2Complainant also filed a grievance with regard to the suspension,
but the grievance was denied.
3The U.S. Supreme Court has held that summary judgment is appropriate
where a court determines that, given the substantive legal and evidentiary
standards that apply to the case, there exists no genuine issue of
material fact. Anderson v. Liberty Lobby, Inc., 477 U.S. 242, 255
(1986). In ruling on a motion for summary judgment, a court does not
sit as a fact finder. Id. The evidence of the non-moving party must be
believed at the summary judgment stage, and all justifiable inferences
must be drawn in the non-moving party's favor. Id. A disputed issue of
fact is "genuine" if the evidence is such that a reasonable fact finder
could find in favor of the non-moving party. Celotex v. Catrett, 477
U.S. 317, 322-23 (1986); Oliver v. Digital Equip. Corp., 846 F. 2D 103,
105 (1st Cir. 1988).
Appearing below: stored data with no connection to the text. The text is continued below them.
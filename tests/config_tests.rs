use std::io::Write;

use tempfile::NamedTempFile;

use rebalance_keeper::domain::error::DomainError;
use rebalance_keeper::domain::target::TargetKind;
use rebalance_keeper::error::{ConfigError, Error};
use rebalance_keeper::infrastructure::config::registry::RegistryBackend;
use rebalance_keeper::infrastructure::config::settings::Config;

fn write_temp_config(contents: &str) -> NamedTempFile {
    let mut file = NamedTempFile::new().expect("create temp config");
    file.write_all(contents.as_bytes()).expect("write temp config");
    file
}

fn load(contents: &str) -> Result<Config, Error> {
    let file = write_temp_config(contents);
    Config::load(file.path())
}

#[test]
fn full_config_loads() {
    let config = load(
        r#"
[logging]
level = "debug"
format = "json"

[chain]
chain_id = 296
delegation_address = "0x6D5f91cA52bdD5d3DAAb52D91fBfd7e7D253d64A"
market_address = "0x00000000000000000000000000000000000000aa"
gas_limit = 750000
confirmation_timeout_secs = 90

[scheduler]
interval_secs = 600
concurrency = 8
run_on_start = false

[retry]
max_attempts = 5
initial_backoff_ms = 250
max_backoff_ms = 4000

[registry]
backend = "sqlite"
database = "keeper.db"
"#,
    )
    .expect("valid config");

    assert_eq!(config.logging.level, "debug");
    assert_eq!(config.chain.gas_limit, 750_000);
    assert_eq!(config.chain.confirmation_timeout().as_secs(), 90);
    assert_eq!(config.scheduler.interval().as_secs(), 600);
    assert_eq!(config.scheduler.concurrency, 8);
    assert!(!config.scheduler.run_on_start);
    assert_eq!(config.retry.max_attempts, 5);
    assert_eq!(config.registry.backend, RegistryBackend::Sqlite);
    assert_eq!(config.registry.database, "keeper.db");
}

#[test]
fn empty_file_is_valid() {
    let config = load("").expect("defaults validate");
    assert_eq!(config.scheduler.interval_secs, 3600);
    assert!(config.scheduler.run_on_start);
}

#[test]
fn missing_file_is_read_error() {
    let dir = tempfile::tempdir().expect("tempdir");
    let result = Config::load(dir.path().join("absent.toml"));
    assert!(matches!(result, Err(Error::Config(ConfigError::ReadFile(_)))));
}

#[test]
fn malformed_toml_is_parse_error() {
    let result = load("[scheduler\ninterval_secs = 10\n");
    assert!(matches!(result, Err(Error::Config(ConfigError::Parse(_)))));
}

#[test]
fn zero_interval_is_rejected() {
    match load("[scheduler]\ninterval_secs = 0\n") {
        Err(Error::Config(ConfigError::InvalidValue {
            field: "interval_secs",
            ..
        })) => {}
        other => panic!("expected invalid interval, got {other:?}"),
    }
}

#[test]
fn bad_delegation_address_is_rejected() {
    match load("[chain]\ndelegation_address = \"0x1234\"\n") {
        Err(Error::Config(ConfigError::InvalidValue {
            field: "delegation_address",
            ..
        })) => {}
        other => panic!("expected invalid delegation address, got {other:?}"),
    }
}

#[test]
fn static_registry_rejects_unknown_kind() {
    let result = load(
        r#"
[registry]
backend = "static"

[[registry.targets]]
id = "0x00000000000000000000000000000000000000bb"
kind = "vault"
"#,
    );
    assert!(matches!(
        result,
        Err(Error::Domain(DomainError::UnknownTargetKind { .. }))
    ));
}

#[test]
fn static_registry_rejects_malformed_user_address() {
    let result = load(
        r#"
[registry]
backend = "static"

[[registry.targets]]
id = "alice"
kind = "user"
"#,
    );
    assert!(matches!(
        result,
        Err(Error::Domain(DomainError::InvalidAddress { .. }))
    ));
}

#[test]
fn static_registry_yields_targets_in_file_order() {
    let config = load(
        r#"
[chain]
market_address = "0x00000000000000000000000000000000000000aa"

[registry]
backend = "static"

[[registry.targets]]
id = "3"
kind = "market"

[[registry.targets]]
id = "0x00000000000000000000000000000000000000bb"
kind = "user"
enabled = false
"#,
    )
    .expect("valid static config");

    let targets = config.static_targets().expect("targets");
    assert_eq!(targets.len(), 2);
    assert_eq!(targets[0].id.as_str(), "3");
    assert_eq!(targets[0].kind, TargetKind::MarketVault);
    assert_eq!(targets[1].kind, TargetKind::UserDelegation);
    assert!(!targets[1].enabled);
}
A fact is "material" if it has the potential to
affect the outcome of the case. If a case can only be resolved by
weighing conflicting evidence, summary judgment is not appropriate.
In the context of an administrative proceeding under Title VII, an AJ
may properly consider summary judgment only upon a determination that
the record has been adequately developed.